I think a lot of people would agree with this.  But why is it embarassing for an adult child to help an elderly parent to use the toilet, but not for a parent to change a baby’s diaper?  Dependency is the natural state for infants, but is seen as a humilation for an adult.  So why is it less embarassing to be cared for by a paid caregiver than by a loved one?  The very fact that the caregiving is paid for gives the dependent adult a form of power that balances out some of the embarassment of needing help with a basic function.
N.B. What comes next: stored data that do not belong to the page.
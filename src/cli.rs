//! Command line definition.

use crate::app::Command;
use clap::{ArgGroup, Parser};
use std::path::PathBuf;

#[derive(Debug, Parser)]
#[command(
    name = "pd",
    about = concat!("pd v", env!("CARGO_PKG_VERSION"), " - jump to project directories"),
    long_about = "Prints a directory for a shell wrapper to cd into.\n\n\
        With no TARGET, pick one from the ranked history with fzf.\n\
        With a TARGET, resolve it, record the visit, and print it.\n\n\
        Shell wrapper:  pd() { cd \"$(command pd \"$@\")\" || return; }",
    version,
    allow_negative_numbers = true,
    group(ArgGroup::new("action").args(["refresh", "sync", "fzf_preview", "list", "query"]))
)]
pub struct Cli {
    /// Directory or file to jump to (`~`, relative, absolute, `-`, `+N`)
    #[arg(value_name = "TARGET", allow_hyphen_values = true, trailing_var_arg = true)]
    pub target: Vec<String>,

    /// Scan home for projects and merge them into the history
    #[arg(long, alias = "pd-refresh")]
    pub refresh: bool,

    /// Re-rank the history and drop directories that no longer exist
    #[arg(long)]
    pub sync: bool,

    /// Print the preview listing for a selector label
    #[arg(long, value_name = "LABEL", allow_hyphen_values = true)]
    pub fzf_preview: Option<String>,

    /// Print the ranked history
    #[arg(long)]
    pub list: bool,

    /// With --list, print records as JSON
    #[arg(long, requires = "list")]
    pub json: bool,

    /// Jump to the best fuzzy match without opening the selector
    #[arg(short, long, value_name = "PATTERN")]
    pub query: Option<String>,

    /// Configuration file
    #[arg(long, env = crate::CONFIG_ENV, value_name = "PATH")]
    pub config: Option<PathBuf>,

    /// History file, overriding the configured one
    #[arg(long, value_name = "PATH")]
    pub history: Option<String>,
}

impl Cli {
    /// The single command this invocation asks for.
    #[must_use]
    pub fn to_command(&self) -> Command {
        if let Some(label) = &self.fzf_preview {
            return Command::Preview(label.clone());
        }
        if self.refresh {
            return Command::Refresh;
        }
        if self.sync {
            return Command::Sync;
        }
        if self.list {
            return Command::List { json: self.json };
        }
        if let Some(pattern) = &self.query {
            return Command::Query(pattern.clone());
        }

        let target = self.target.join(" ");
        let target = target.trim();
        if target.is_empty() {
            Command::Select
        } else {
            Command::Jump(target.to_string())
        }
    }
}
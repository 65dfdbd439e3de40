use std::io;
use std::process::ExitCode;
use std::time::SystemTime;

use psh::config::{Config, ConfigLoader};
use psh::environment::Environment;
use psh::executor::ForkExecutor;
use psh::repl::Shell;

fn main() -> ExitCode {
    env_logger::Builder::from_env(env_logger::Env::default().default_filter_or("warn")).init();

    let env = Environment::new();
    let config = match ConfigLoader::load(ConfigLoader::default_path(&env).as_deref()) {
        Ok(config) => config,
        Err(e) => {
            eprintln!("psh: config error: {}", e);
            Config::default()
        }
    };

    let mut shell = Shell::new(config, env, ForkExecutor::new());
    match shell.run(io::stdin().lock(), io::stdout(), SystemTime::now()) {
        Ok(()) => ExitCode::SUCCESS,
        Err(e) => {
            eprintln!("psh: {}", e);
            ExitCode::FAILURE
        }
    }
}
One Response to “Love, Money and Caregiving”

  1. Anne Says:

    We have an au pair who has been with us for over a year. She will likely be with us through next September, when her visa extension expires. I regularly deal with balancing the relationship we have with her: she is both part of the family and an employee. When she went with us to a dinner show last week, I invited her because I thought she would enjoy it. She was extremely helpful with the kids so when payday came around, I paid her for those hours too. She protested, so I told her to treat it as just a tip for the week.
    I try not to micromanage her. I probably criticize her and order her around less than I criticize and order around my husband.
    It has turned out to be the best childcare situation we have ever arranged. We’ve used a daycare center, a family daycare, a regular old nanny (vs. au pair on the an pair visa), babysitters, full-day preschools…. I like this the best but it has been the most work from a relationship-building point of view. The kids do love her and she loves them; however, your statement that parents have an incentive to overestimate the affection in the paid caregiving relationship gives me something to think about.